In AD 589, during the Sui dynasty, this commandery was changed into a prefecture named Hongzhou (), and after 763 it became the provincial center of Jiangxi, which was then beginning the rapid growth that by the 12th century made it the most populous province in China.

In 653 the Tengwang Pavilion was constructed, and in 675 Wang Bo wrote the classic "Tengwang Ge Xu", a poetic introductory masterpiece celebrating the building, making the building, the city, and the author himself known to literate Chinese-speaking population ever since. The Pavilion has been destroyed and rebuilt several times throughout history. Its present form was reconstructed in the 1980s after being destroyed in 1929 during the Chinese Civil War.

In 959, under the Southern Tang regime, Nanchang was made superior prefecture and the southern capital. After the conquest by the Song regime in 981 it was reverted to the name Hongzhou. In 1164 it was renamed Longxing prefecture, which name it retained until 1368. During the Yuan dynasty it was the capital of Jiangxi Province, an area that included Guangdong as well. At the end of the Yuan (Mongol) period (1279–1368), it became a battleground between Zhu Yuanzhang, the founder of the Ming dynasty (1368–1644), and the rival local warlord, Chen Youliang. At the beginning of the 16th century it was the power base from which Zhu Chenhao, the Prince of Ning, launched a rebellion against the emperor.

During the Yuan Dynasty, it might have been the centre of porcelain trade

During the reign of the Wanli Emperor of the Ming dynasty, it housed relatives of the emperor who had been exiled because they were potential claimants of the imperial throne, members of the imperial family constituting about one quarter of the city's population; as a result of this, Matteo Ricci came here when trying to gain entry to Beijing.

In the 1850s it suffered considerably as a result of the Taiping Rebellion (1850–64), and its importance as a commercial centre declined as the overland routes to Canton were replaced by coastal steamship services in the latter half of the 19th century.
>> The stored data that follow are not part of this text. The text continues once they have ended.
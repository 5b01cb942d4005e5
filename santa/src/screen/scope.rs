//! Cancellation domain for the command tasks of one screen.
//!
//! Every command a controller runs is spawned through its [`ScreenScope`].
//! Closing the scope (explicitly or by dropping it) cancels every task still
//! in flight and shuts the write gate: once [`ScreenScope::close`] returns,
//! no task of that screen writes to its state store or action channel again,
//! even if the collaborator it was awaiting resolves later.

use std::future::Future;
use std::panic::AssertUnwindSafe;
use std::sync::Arc;

use futures_util::FutureExt;
use parking_lot::RwLock;
use tokio::runtime::Handle;
use tokio_util::sync::CancellationToken;

/// Errors from the screen task machinery.
#[derive(Debug, thiserror::Error)]
pub enum ScreenError {
    /// The screen was created outside a tokio runtime.
    #[error("no tokio runtime available for screen commands: {0}")]
    NoRuntime(#[from] tokio::runtime::TryCurrentError),

    /// A command was issued after the screen was closed.
    #[error("screen `{screen}` is closed, command `{command}` not started")]
    Closed {
        /// Screen name.
        screen: &'static str,
        /// Command that was refused.
        command: &'static str,
    },
}

/// Shared between a scope and the writers it hands out.
#[derive(Debug)]
pub(crate) struct Lifetime {
    screen: &'static str,
    /// `true` while the screen is open. Writers hold the read lock for the
    /// duration of a write; closing takes the write lock.
    open: RwLock<bool>,
    token: CancellationToken,
}

impl Lifetime {
    pub(crate) const fn screen(&self) -> &'static str {
        self.screen
    }

    /// Runs `write` only if the screen is still open.
    pub(crate) fn gated<T>(&self, write: impl FnOnce() -> T) -> Option<T> {
        let open = self.open.read();
        if !*open {
            tracing::debug!(screen = self.screen, "write after close discarded");
            return None;
        }
        Some(write())
    }

    fn is_open(&self) -> bool {
        *self.open.read()
    }

    fn close(&self) {
        let mut open = self.open.write();
        if *open {
            *open = false;
            self.token.cancel();
            tracing::debug!(screen = self.screen, "screen closed");
        }
    }
}

/// Owns the lifetime of one screen's command tasks.
#[derive(Debug)]
pub struct ScreenScope {
    lifetime: Arc<Lifetime>,
    runtime: Handle,
}

impl ScreenScope {
    /// Creates an open scope whose tasks run on `runtime`.
    #[must_use]
    pub fn new(screen: &'static str, runtime: Handle) -> Self {
        Self {
            lifetime: Arc::new(Lifetime {
                screen,
                open: RwLock::new(true),
                token: CancellationToken::new(),
            }),
            runtime,
        }
    }

    /// Creates a scope on the runtime the caller is running in.
    ///
    /// # Errors
    ///
    /// Returns [`ScreenError::NoRuntime`] outside a tokio runtime.
    pub fn current(screen: &'static str) -> Result<Self, ScreenError> {
        Ok(Self::new(screen, Handle::try_current()?))
    }

    pub(crate) fn lifetime(&self) -> Arc<Lifetime> {
        Arc::clone(&self.lifetime)
    }

    /// Returns `true` once the scope has been closed.
    #[must_use]
    pub fn is_closed(&self) -> bool {
        !self.lifetime.is_open()
    }

    /// Cancels all in-flight tasks and blocks any further writes. Idempotent.
    pub fn close(&self) {
        self.lifetime.close();
    }

    /// Resolves when the scope is closed.
    pub fn closed(&self) -> impl Future<Output = ()> + Send + 'static {
        self.lifetime.token.clone().cancelled_owned()
    }

    /// Spawns one command task.
    ///
    /// The task stops at its next suspension point when the scope closes. If
    /// it panics, the panic is contained and `recover` runs so the screen is
    /// not left mid-command.
    ///
    /// # Errors
    ///
    /// Returns [`ScreenError::Closed`] if the scope is already closed.
    pub fn spawn<F, R>(&self, command: &'static str, task: F, recover: R) -> Result<(), ScreenError>
    where
        F: Future<Output = ()> + Send + 'static,
        R: FnOnce() + Send + 'static,
    {
        let screen = self.lifetime.screen;
        if self.is_closed() {
            return Err(ScreenError::Closed { screen, command });
        }

        let token = self.lifetime.token.clone();
        self.runtime.spawn(async move {
            tracing::debug!(screen, command, "command started");
            tokio::select! {
                biased;
                () = token.cancelled() => {
                    tracing::debug!(screen, command, "command cancelled with its screen");
                }
                result = AssertUnwindSafe(task).catch_unwind() => {
                    if result.is_err() {
                        tracing::error!(screen, command, "command panicked, restoring screen");
                        recover();
                    } else {
                        tracing::debug!(screen, command, "command finished");
                    }
                }
            }
        });
        Ok(())
    }
}

impl Drop for ScreenScope {
    fn drop(&mut self) {
        self.close();
    }
}
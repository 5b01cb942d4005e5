//! Room creation screen.
//!
//! [`CreateRoomController`] turns the raw form into a validated request,
//! calls [`RoomsUseCases::create_room`] once per valid submission and
//! reports the result through its state and actions.

pub mod form;

use std::sync::Arc;

use chrono::NaiveDate;
use tokio::runtime::Handle;

use santa_proto::room::RoomInfo;
use santa_proto::{DomainError, ErrorInfo, Outcome};

use crate::config::ScreenConfig;
use crate::screen::{Actions, Screen, StateStore, StateWatcher};
use crate::text::{StringKey, UiText};
use crate::usecase::RoomsUseCases;

pub use form::{RoomFormError, validate_room_form};

/// State of the room creation screen.
#[derive(Debug, Clone, PartialEq, Eq)]
pub enum CreateRoomState {
    /// Waiting for the form to be submitted.
    Idle,
    /// A submission is being processed.
    Loading,
    /// The room was created.
    Loaded(RoomInfo),
    /// The service rejected the room; rendered inline.
    Error(DomainError),
}

/// One-shot directives for the room creation screen.
#[derive(Debug, Clone, PartialEq, Eq)]
pub enum CreateRoomAction {
    /// Show a transient error message.
    ShowError(UiText),
    /// Tell the user the room was created.
    ShowSuccess,
}

/// Controller of the room creation screen.
#[derive(Debug)]
pub struct CreateRoomController<U> {
    use_cases: Arc<U>,
    screen: Screen<CreateRoomState, CreateRoomAction>,
    date: StateStore<Option<NaiveDate>>,
}

impl<U: RoomsUseCases> CreateRoomController<U> {
    /// Opens the screen with default settings; commands run on `runtime`.
    pub fn new(use_cases: Arc<U>, runtime: Handle) -> Self {
        Self::with_config(use_cases, runtime, &ScreenConfig::default())
    }

    /// Opens the screen with explicit settings.
    pub fn with_config(use_cases: Arc<U>, runtime: Handle, config: &ScreenConfig) -> Self {
        Self {
            use_cases,
            screen: Screen::new("create_room", CreateRoomState::Idle, runtime, config),
            date: StateStore::new(None),
        }
    }

    /// Watches the screen state.
    #[must_use]
    pub fn state(&self) -> StateWatcher<CreateRoomState> {
        self.screen.state()
    }

    /// Current screen state.
    #[must_use]
    pub fn current_state(&self) -> CreateRoomState {
        self.screen.current_state()
    }

    /// Observer handle for the screen's actions.
    #[must_use]
    pub fn actions(&self) -> Actions<CreateRoomAction> {
        self.screen.actions()
    }

    /// Watches the selected gift exchange date.
    #[must_use]
    pub fn date(&self) -> StateWatcher<Option<NaiveDate>> {
        self.date.watch()
    }

    /// Currently selected gift exchange date.
    #[must_use]
    pub fn current_date(&self) -> Option<NaiveDate> {
        self.date.current()
    }

    /// Selects a gift exchange date. Does not touch the screen state.
    pub fn set_date(&self, date: Option<NaiveDate>) {
        self.date.set(date);
    }

    /// Clears the selected date. Does not touch the screen state.
    pub fn clear_date(&self) {
        self.date.set(None);
    }

    /// Submits the room form.
    ///
    /// Returns immediately; the outcome shows up as state and actions.
    pub fn create_room(
        &self,
        name: &str,
        password: Option<&str>,
        date: Option<NaiveDate>,
        max_price: Option<&str>,
    ) {
        let emitter = self.screen.emitter();
        let recovery = self.screen.emitter();
        let use_cases = Arc::clone(&self.use_cases);
        let name = name.to_string();
        let password = password.map(str::to_string);
        let max_price = max_price.map(str::to_string);

        let task = async move {
            emitter.set_state(CreateRoomState::Loading);

            let request =
                match validate_room_form(&name, password.as_deref(), date, max_price.as_deref()) {
                    Ok(request) => request,
                    Err(e) => {
                        tracing::debug!(error = %e, "room form rejected");
                        emitter.send(CreateRoomAction::ShowError(e.string_key().into()));
                        emitter.set_state(CreateRoomState::Idle);
                        return;
                    }
                };

            match use_cases.create_room(request).await {
                Outcome::Success(room) => {
                    emitter.set_state(CreateRoomState::Loaded(room));
                    emitter.send(CreateRoomAction::ShowSuccess);
                }
                Outcome::Failure(ErrorInfo::Domain(error)) => {
                    tracing::warn!(%error, "room creation refused");
                    emitter.set_state(CreateRoomState::Error(error));
                }
                Outcome::Failure(ErrorInfo::Unclassified { name }) => {
                    tracing::warn!(error = %name, "room creation failed");
                    emitter.set_state(CreateRoomState::Idle);
                    emitter.send(CreateRoomAction::ShowError(UiText::Plain(name)));
                }
            }
        };

        self.screen.launch("create_room", task, move || {
            recovery.set_state(CreateRoomState::Idle);
            recovery.send(CreateRoomAction::ShowError(StringKey::UnexpectedError.into()));
        });
    }

    /// Closes the screen: in-flight submissions are cancelled and will not
    /// touch state or actions any more.
    pub fn close(&self) {
        self.screen.close();
    }
}
//! Integration tests for the profile screen.
//!
//! Covers loading the name on open, refreshing it, the navigation buttons
//! and account deletion against the in-memory backend.
//!
//! Verification command: `cargo test --test profile`

use std::sync::Arc;
use std::time::Duration;

use tokio::runtime::Handle;

use santa::profile::{ProfileAction, ProfileController, ProfileState};
use santa::usecase::memory::{MemoryBackend, Operation};
use santa_proto::{DomainError, DomainErrorKind, ErrorInfo};

const TIMEOUT: Duration = Duration::from_secs(5);

fn open(backend: &Arc<MemoryBackend>) -> ProfileController<MemoryBackend> {
    ProfileController::new(Arc::clone(backend), Handle::current())
}

async fn loaded(controller: &ProfileController<MemoryBackend>) -> String {
    let mut state = controller.state();
    match tokio::time::timeout(
        TIMEOUT,
        state.wait_for(|s| matches!(s, ProfileState::Loaded(_))),
    )
    .await
    .unwrap()
    {
        Some(ProfileState::Loaded(name)) => name,
        other => panic!("expected a loaded name, got {other:?}"),
    }
}

#[tokio::test]
async fn opening_the_screen_loads_the_name() {
    let backend = Arc::new(MemoryBackend::new("u-1", "Nick").held());
    let controller = open(&backend);

    assert_eq!(controller.current_state(), ProfileState::Loading);
    backend.release(1);
    assert_eq!(loaded(&controller).await, "Nick");
    assert_eq!(controller.actions().try_next(), None);
}

#[tokio::test]
async fn refresh_picks_up_a_new_name() {
    let backend = Arc::new(MemoryBackend::new("u-1", "Nick"));
    let controller = open(&backend);
    assert_eq!(loaded(&controller).await, "Nick");

    backend.rename_user("Saint Nick");
    let mut state = controller.state();
    controller.update_username();

    let renamed = tokio::time::timeout(
        TIMEOUT,
        state.wait_for(|s| *s == ProfileState::Loaded("Saint Nick".to_string())),
    )
    .await
    .unwrap();
    assert!(renamed.is_some());
    assert_eq!(backend.calls(Operation::GetSelfInfo), 2);
}

#[tokio::test]
async fn failed_load_emits_error_and_stays_loading() {
    let backend = Arc::new(MemoryBackend::new("u-1", "Nick"));
    backend.fail_next(
        Operation::GetSelfInfo,
        ErrorInfo::Domain(DomainError::new(DomainErrorKind::Unauthorized)),
    );
    let controller = open(&backend);

    assert_eq!(
        tokio::time::timeout(TIMEOUT, controller.actions().next())
            .await
            .unwrap(),
        Some(ProfileAction::ShowError)
    );
    assert_eq!(controller.current_state(), ProfileState::Loading);

    // A later refresh recovers.
    controller.update_username();
    assert_eq!(loaded(&controller).await, "Nick");
}

#[tokio::test]
async fn buttons_navigate_without_touching_state() {
    let backend = Arc::new(MemoryBackend::new("u-1", "Nick"));
    let controller = open(&backend);
    assert_eq!(loaded(&controller).await, "Nick");
    let actions = controller.actions();

    controller.edit_username();
    controller.logout();

    assert_eq!(actions.try_next(), Some(ProfileAction::NavigateToEditProfile));
    assert_eq!(actions.try_next(), Some(ProfileAction::NavigateToLoginScreen));
    assert_eq!(actions.try_next(), None);
    assert_eq!(
        controller.current_state(),
        ProfileState::Loaded("Nick".to_string())
    );
}

#[tokio::test]
async fn delete_waits_for_the_backend_before_navigating() {
    let backend = Arc::new(MemoryBackend::new("u-1", "Nick").held());
    let controller = open(&backend);
    backend.release(1);
    assert_eq!(loaded(&controller).await, "Nick");
    let actions = controller.actions();

    controller.delete_account();
    while backend.in_flight() == 0 {
        tokio::task::yield_now().await;
    }
    assert_eq!(actions.try_next(), None);

    backend.release(1);
    assert_eq!(
        tokio::time::timeout(TIMEOUT, actions.next()).await.unwrap(),
        Some(ProfileAction::NavigateToLoginScreen)
    );
    assert_eq!(backend.calls(Operation::DeleteUser), 1);
}

#[tokio::test]
async fn delete_navigates_even_when_the_backend_refuses() {
    let backend = Arc::new(MemoryBackend::new("u-1", "Nick"));
    let controller = open(&backend);
    assert_eq!(loaded(&controller).await, "Nick");
    backend.fail_next(
        Operation::DeleteUser,
        ErrorInfo::Domain(DomainError::new(DomainErrorKind::Forbidden)),
    );

    controller.delete_account();

    assert_eq!(
        tokio::time::timeout(TIMEOUT, controller.actions().next())
            .await
            .unwrap(),
        Some(ProfileAction::NavigateToLoginScreen)
    );
    assert_eq!(controller.actions().try_next(), None);
}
Nanchang has, however, remained the undisputed regional metropolis of Jiangxi.

On August 1, 1927, Nanchang was the site of one of a series of insurrections organized by the communists. The Nanchang Uprising, led by pro-communist Kuomintang officers under Soviet direction, succeeded in holding the city for only a few days, and provided a core of troops and a method of organization from which the People's Liberation Army (PLA) later developed.

In 1939, the Battle of Nanchang, a ferocious battle between the Chinese National Revolutionary Army and the Imperial Japan Army in the Second Sino-Japanese War took place.

By 1949 Nanchang was still essentially an old-style administrative and commercial city, with little industry apart from food processing; it had a population of about 275,000. Nanchang first acquired a rail connection in 1915, only connecting to the port city of Jiujiang by the Yangtze. Several other rail links have since been opened. After World War II a line was completed to Linchuan and Gongqi in the Ru River Valley to the south-southeast.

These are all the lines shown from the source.